## Problem requirements:
From the first line of the entries below to the line with "per-request timeout. The", give each line again exactly.

## Data extract:

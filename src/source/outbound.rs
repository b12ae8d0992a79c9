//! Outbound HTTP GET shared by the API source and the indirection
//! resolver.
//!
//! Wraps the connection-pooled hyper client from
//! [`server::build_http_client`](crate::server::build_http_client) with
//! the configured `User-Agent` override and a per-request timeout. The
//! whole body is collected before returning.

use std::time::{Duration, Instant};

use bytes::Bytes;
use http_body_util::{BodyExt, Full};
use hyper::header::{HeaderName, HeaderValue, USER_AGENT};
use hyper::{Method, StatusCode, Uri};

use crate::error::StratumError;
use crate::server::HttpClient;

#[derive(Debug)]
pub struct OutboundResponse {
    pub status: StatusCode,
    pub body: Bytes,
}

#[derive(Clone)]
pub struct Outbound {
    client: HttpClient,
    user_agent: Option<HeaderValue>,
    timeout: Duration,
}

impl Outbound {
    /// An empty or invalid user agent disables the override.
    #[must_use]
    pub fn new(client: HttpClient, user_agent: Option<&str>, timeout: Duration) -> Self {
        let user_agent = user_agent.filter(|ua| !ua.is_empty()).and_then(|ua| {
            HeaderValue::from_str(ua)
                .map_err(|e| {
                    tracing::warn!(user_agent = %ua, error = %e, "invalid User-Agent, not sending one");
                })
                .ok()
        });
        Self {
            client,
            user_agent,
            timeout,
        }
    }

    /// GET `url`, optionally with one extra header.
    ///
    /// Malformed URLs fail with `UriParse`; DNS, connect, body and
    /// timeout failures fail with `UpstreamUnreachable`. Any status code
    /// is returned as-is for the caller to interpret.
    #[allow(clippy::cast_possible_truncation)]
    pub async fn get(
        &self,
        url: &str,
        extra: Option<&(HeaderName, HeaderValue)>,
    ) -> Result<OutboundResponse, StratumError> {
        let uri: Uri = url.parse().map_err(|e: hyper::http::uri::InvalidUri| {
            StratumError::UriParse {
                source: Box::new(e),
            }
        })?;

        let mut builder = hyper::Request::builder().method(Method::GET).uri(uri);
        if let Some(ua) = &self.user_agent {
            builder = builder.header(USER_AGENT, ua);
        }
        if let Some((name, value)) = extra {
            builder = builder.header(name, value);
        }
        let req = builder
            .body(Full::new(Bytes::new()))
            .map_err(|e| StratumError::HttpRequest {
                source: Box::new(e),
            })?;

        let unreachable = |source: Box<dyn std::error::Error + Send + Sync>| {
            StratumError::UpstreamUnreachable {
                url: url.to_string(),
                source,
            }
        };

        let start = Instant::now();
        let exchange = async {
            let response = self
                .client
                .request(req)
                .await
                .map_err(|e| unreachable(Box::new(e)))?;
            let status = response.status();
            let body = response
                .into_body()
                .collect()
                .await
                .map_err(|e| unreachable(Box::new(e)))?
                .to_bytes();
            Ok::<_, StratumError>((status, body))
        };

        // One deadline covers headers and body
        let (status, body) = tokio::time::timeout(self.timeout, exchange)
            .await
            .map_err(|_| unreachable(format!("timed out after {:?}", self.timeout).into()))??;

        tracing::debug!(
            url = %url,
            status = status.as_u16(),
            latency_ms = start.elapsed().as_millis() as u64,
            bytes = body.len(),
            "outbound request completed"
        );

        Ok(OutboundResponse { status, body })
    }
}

## Solution to the problem:
filename src/source/outbound.rs
repository b12ae8d0992a79c9
//! Outbound HTTP GET shared by the API source and the indirection
//! resolver.
//!
//! Wraps the connection-pooled hyper client from
//! [`server::build_http_client`](crate::server::build_http_client) with
//! the configured `User-Agent` override and a per-request timeout. The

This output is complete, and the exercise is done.